I definitely see AI causing a hit too, since unfortunately, a lot of people's needs when it comes to tech are fairly limited. Yeah, it can't compete with a good programmer in terms of quality or efficient system design, but many people and companies don't need that. They just need something that does what they need it to, quality be damned. So a lot of companies feel like they'll either offer less (since some guy playing around with prompts is good enough to do what they want) or not hire programmers at all.
AI (as of present) is only going to affect code monkeys. As a senior staff, most of my job is writing technical documents, and directing other engineers, and prototyping / fixing deep bugs. ChatGPT helps with prototyping a bit, but is largely useless for fixing bugs in large distributed systems.
They very much are, right now. Lots and lots of big layoffs, the FAANG/MAGMA companies have completely dropped the halo effect they had over the industry. Everyone had to chase them on comp to get the best people; now they're ejecting people left, right and centre and there's no incentive for the smaller players to try and keep up with the competition anymore, because the competition in gone.

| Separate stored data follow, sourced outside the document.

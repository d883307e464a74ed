use std::collections::BTreeSet;

use serde::{Deserialize, Serialize};

/// Canonical sorted list of distinct class labels.
///
/// A label's index is its position in the sorted order and doubles as the
/// classifier output index.
#[derive(Debug, Clone, PartialEq, Eq, Serialize, Deserialize)]
#[serde(try_from = "Vec<String>", into = "Vec<String>")]
pub struct LabelSet {
    labels: Vec<String>,
}

impl LabelSet {
    /// Sort and deduplicate `labels`.
    pub fn from_labels<I, S>(labels: I) -> Self
    where
        I: IntoIterator<Item = S>,
        S: Into<String>,
    {
        let unique: BTreeSet<String> = labels.into_iter().map(Into::into).collect();
        Self {
            labels: unique.into_iter().collect(),
        }
    }

    pub fn len(&self) -> usize {
        self.labels.len()
    }

    pub fn is_empty(&self) -> bool {
        self.labels.is_empty()
    }

    pub fn index_of(&self, label: &str) -> Option<usize> {
        self.labels
            .binary_search_by(|probe| probe.as_str().cmp(label))
            .ok()
    }

    pub fn get(&self, index: usize) -> Option<&str> {
        self.labels.get(index).map(String::as_str)
    }

    pub fn as_slice(&self) -> &[String] {
        &self.labels
    }

    pub fn iter(&self) -> impl Iterator<Item = &str> {
        self.labels.iter().map(String::as_str)
    }

    /// Class index and one-hot row for `label`, or `None` when unknown.
    pub fn one_hot(&self, label: &str) -> Option<(usize, Vec<f32>)> {
        let index = self.index_of(label)?;
        let mut row = vec![0.0; self.labels.len()];
        row[index] = 1.0;
        Some((index, row))
    }
}

impl TryFrom<Vec<String>> for LabelSet {
    type Error = String;

    /// Persisted label lists must already be canonical.
    fn try_from(labels: Vec<String>) -> Result<Self, Self::Error> {
        if labels.windows(2).any(|pair| pair[0] >= pair[1]) {
            return Err("label list must be sorted and free of duplicates".to_string());
        }
        Ok(Self { labels })
    }
}

impl From<LabelSet> for Vec<String> {
    fn from(set: LabelSet) -> Self {
        set.labels
    }
}

#[cfg(test)]
mod tests {
    use super::*;

    #[test]
    fn sorts_and_deduplicates() {
        let set = LabelSet::from_labels(["C", "A", "B", "A", "C"]);
        assert_eq!(set.as_slice(), &["A", "B", "C"]);
        assert_eq!(set.index_of("B"), Some(1));
        assert_eq!(set.index_of("Z"), None);
        assert_eq!(set.one_hot("C").unwrap(), (2, vec![0.0, 0.0, 1.0]));
    }

    #[test]
    fn rejects_unsorted_persisted_lists() {
        let parsed: Result<LabelSet, _> = serde_json::from_str(r#"["B","A"]"#);
        assert!(parsed.is_err());
        let parsed: LabelSet = serde_json::from_str(r#"["A","B"]"#).unwrap();
        assert_eq!(parsed.len(), 2);
    }
}
//! Application directory helpers anchored to a single `.bisindo` folder.
//!
//! Config, logs, recorded datasets and trained models all live below this
//! root. It defaults to the OS config directory (e.g., `%APPDATA%` on Windows)
//! and honours a `BISINDO_CONFIG_HOME` override for tests or portable setups.

use std::{
    path::PathBuf,
    sync::{LazyLock, Mutex},
};

use directories::BaseDirs;
use thiserror::Error;

/// Name of the application directory that lives under the OS config root.
pub const APP_DIR_NAME: &str = ".bisindo";

/// Environment variable that relocates the application root.
pub const CONFIG_HOME_ENV: &str = "BISINDO_CONFIG_HOME";

static CONFIG_BASE_OVERRIDE: LazyLock<Mutex<Option<PathBuf>>> = LazyLock::new(|| Mutex::new(None));

/// Errors that can occur while resolving or preparing application directories.
#[derive(Debug, Error)]
pub enum AppDirError {
    /// No suitable base config directory could be resolved.
    #[error("No suitable base config directory available for application files")]
    NoBaseDir,
    /// Failed to create the application directory.
    #[error("Failed to create application directory at {path}: {source}")]
    CreateDir {
        path: PathBuf,
        source: std::io::Error,
    },
}

/// Return the root `.bisindo` directory, creating it if needed.
pub fn app_root_dir() -> Result<PathBuf, AppDirError> {
    let base = config_base_dir().ok_or(AppDirError::NoBaseDir)?;
    ensure_dir(base.join(APP_DIR_NAME))
}

/// Return the logs directory inside the `.bisindo` root, creating it if needed.
pub fn logs_dir() -> Result<PathBuf, AppDirError> {
    ensure_dir(app_root_dir()?.join("logs"))
}

/// Directory holding recorded `dataset_<LABEL>.json` collections.
pub fn datasets_dir() -> Result<PathBuf, AppDirError> {
    ensure_dir(app_root_dir()?.join("datasets"))
}

/// Directory holding the trained model, weights and label list.
pub fn models_dir() -> Result<PathBuf, AppDirError> {
    ensure_dir(app_root_dir()?.join("models"))
}

fn ensure_dir(path: PathBuf) -> Result<PathBuf, AppDirError> {
    std::fs::create_dir_all(&path).map_err(|source| AppDirError::CreateDir {
        path: path.clone(),
        source,
    })?;
    Ok(path)
}

fn config_base_dir() -> Option<PathBuf> {
    if let Some(path) = CONFIG_BASE_OVERRIDE
        .lock()
        .ok()
        .and_then(|guard| guard.clone())
    {
        return Some(path);
    }
    if let Ok(path) = std::env::var(CONFIG_HOME_ENV) {
        return Some(PathBuf::from(path));
    }
    BaseDirs::new().map(|dirs| dirs.config_dir().to_path_buf())
}

#[cfg(test)]
fn set_config_base_override(path: PathBuf) {
    let mut guard = CONFIG_BASE_OVERRIDE
        .lock()
        .expect("config base override mutex poisoned");
    *guard = Some(path);
}

#[cfg(test)]
fn clear_config_base_override() {
    let mut guard = CONFIG_BASE_OVERRIDE
        .lock()
        .expect("config base override mutex poisoned");
    *guard = None;
}

#[cfg(test)]
mod tests {
    use super::*;
    use tempfile::tempdir;

    struct OverrideGuard;

    impl OverrideGuard {
        fn set(path: PathBuf) -> Self {
            set_config_base_override(path);
            Self
        }
    }

    impl Drop for OverrideGuard {
        fn drop(&mut self) {
            clear_config_base_override();
        }
    }

    #[test]
    fn override_anchors_every_subdirectory() {
        let base = tempdir().unwrap();
        let _guard = OverrideGuard::set(base.path().to_path_buf());
        let root = app_root_dir().unwrap();
        assert_eq!(root, base.path().join(APP_DIR_NAME));
        assert!(root.is_dir());
        assert_eq!(datasets_dir().unwrap(), root.join("datasets"));
        assert_eq!(models_dir().unwrap(), root.join("models"));
        assert!(logs_dir().unwrap().is_dir());
    }
}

I've definitely noticed this myself when I was working my last job (quant finance in London, startup fund). We were getting premium talent applying for roles that we never dreamt of getting before then. A lot of them were ex Meta, ex google, ex Palantir etc. Guys who were very good but went to work mindless jobs for big tech for that 300k pay package. Now they're asking for half that, and desperate for a job.
I was under impression that only a few prop trading and HFT firms in London pay around the 300k mark, with FANG-type companies offering roughly half. Start-ups slightly below that but with generous stock options, if that’s your bag. Maybe I’m miscalibrated?
Yes, miscalibrated -- a TC of $150k would be low for a FAANG company, unless you're just talking about entry level pay. Once you're a year or two in, $200k+ is typical.
In addition to the great points in the other comments, I'd also point out that remote work is a double edged sword. I remember in the early 00s when the .com bubble burst, and there was huge talk of software work being outsourced to India and China. It never really happened, for lots of different reasons.
This time around, though, companies are much more comfortable with remote work, and Zoom/Meet/etc. has gotten much, much better than options from 15+ years ago. I've already seen an explosion of outsourcing to Latin America and Eastern Europe - the developers I've worked with from those locales have been great, usually great English skills, and much better time zone overlap. This trend has absolutely been pushing down dev salaries in the US, especially for more junior devs.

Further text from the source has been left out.